Heat of Combustion of Carbon, and Relations between the Different Allotropic Forms

Small differences have been observed between the heats of combustion of the different allotropic forms of carbon. The following values were obtained by Favre and Silbermann for the reaction [C,O2], i.e. for the combustion of 12 grams of carbon to 44 grams of carbon dioxide:

Diamond (1). - 93,240 calories; Diamond (2). - 94.650 calories; Natural graphite - 93,560 calories; Cast-iron graphite - 93,140 calories; Wood-charcoal - 96,960 calories;

The heat of the reaction [C,O] was found to be 29,000 calories.

The following figures were obtained by Berthelot:

Diamond - 94,310 calories; Graphite - 94,810 calories; Amorphous Carbon - 97,650 calories.

whence the following heats of formation are calculated:

Diamond from amorphous carbon - 3340 calories.
Graphite from amorphous carbon - 2840 calories.
Diamond from graphite - 500 calories.

According to Mixter, the carbon obtained by the decomposition of acetylene is to be regarded as a distinct allotropic form, whose heat of combustion is 94,730 calories, whilst that of sugar-charcoal is 96,680 calories, and of graphite 93,970 calories. The density of this form is 1.919, and Moissan has shown that it is not identical with graphite.

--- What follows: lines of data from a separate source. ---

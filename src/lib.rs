//! # deep-research
//!
//! A recursive research-expansion engine. Given a topic it plans sub-queries,
//! retrieves and filters web content, distills learnings with follow-up
//! questions, recurses on those follow-ups until a depth budget is spent, and
//! synthesizes everything into a Markdown report.
//!
//! ## Overview
//!
//! deep-research can be used in two ways:
//!
//! 1. **As a CLI** - Run the `deep-research` binary
//! 2. **As a library** - Drive a [`ResearchSession`] from your own code
//!
//! ## Quick Start (Library Usage)
//!
//! ```rust,ignore
//! use deep_research::{search, Provider, ResearchConfig, ResearchSession, SearchOptions};
//!
//! #[tokio::main]
//! async fn main() -> Result<(), Box<dyn std::error::Error>> {
//!     let config = ResearchConfig::load_or_default("research.toml")?;
//!
//!     let client = Provider::from_config(&config.llm)?.create_client()?;
//!     let search = search::create_provider(&config.search)?;
//!
//!     let session = ResearchSession::new(
//!         client,
//!         search,
//!         SearchOptions::from(&config.search),
//!         config.research.clone(),
//!     );
//!     let outcome = session.run("How do solid-state batteries work?").await?;
//!     println!("{}", outcome.report);
//!
//!     Ok(())
//! }
//! ```
//!
//! ## Feature Flags
//!
//! | Feature | Description |
//! |---------|-------------|
//! | `duckduckgo` | Keyless DuckDuckGo search via `daedra` (default) |
//!
//! ## Modules
//!
//! - [`research`] - Planner, evaluator, extractor, orchestrator, synthesizer
//! - [`llm`] - LLM client implementations and the tool coordinator
//! - [`search`] - Web search providers
//! - [`tools`] - Tool definitions and registry
//! - [`types`] - Common types and error handling
//! - [`utils`] - Configuration and text helpers
//! - [`cli`] - Argument parsing and terminal output for the binary

#![cfg_attr(docsrs, feature(doc_cfg))]
#![warn(rustdoc::missing_crate_level_docs)]

/// Command-line parsing and colored output.
pub mod cli;
/// LLM provider clients and abstractions.
pub mod llm;
/// Recursive research expansion.
pub mod research;
/// Web search providers.
pub mod search;
/// Tool trait and registry.
pub mod tools;
/// Core types (results, learnings, errors).
pub mod types;
/// Configuration and text utilities.
pub mod utils;

// Re-export commonly used types
pub use llm::{LLMClient, LLMResponse, Provider, ToolCoordinator};
pub use research::{ResearchOutcome, ResearchSession, ResearchSnapshot, ResearchStore};
pub use search::{SearchOptions, SearchProvider};
pub use tools::registry::ToolRegistry;
pub use types::{AppError, Learning, Result, SearchResult};
pub use utils::config::ResearchConfig;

From a consideration of the above thermal differences between diamond, graphite, and amorphous carbon it appears that the formation of graphite from diamond is an endothermic reaction, and that diamond contains less internal energy than the other forms of carbon, and is therefore probably the most stable modification at ordinary temperatures.

From a study of equilibrium in the systems C, CO, CO2 and Fe, FeO, CO, CO2 Schenckand Heller conclude that between 400° C. and 800° C. graphite is the most stable and charcoal the least stable form of carbon. These considerations have an important bearing on the reduction of iron in the blast-furnace. Falcke,1 however, throws doubt on Schenck's conclusions.

Physical states of carbon
Physical states of carbon
Roozeboom points out that from 3000° C., at which temperature diamond is Converted into graphite, down to about 1000° C., when graphite is still the most stable form of carbon, diamond is in a metastable condition (Fig.). No transition-point is known, however, between graphite and diamond; therefore it appears uncertain which is the more stable form at atmospheric temperature. Nevertheless, by Nernst's theorem the transition temperature is calculated to be 372° C., below which temperature diamond would be the most stable form of carbon. It has further been calculated that graphite is converted into diamond at the temperature of molten iron, under a pressure of about 10,000 atmospheres.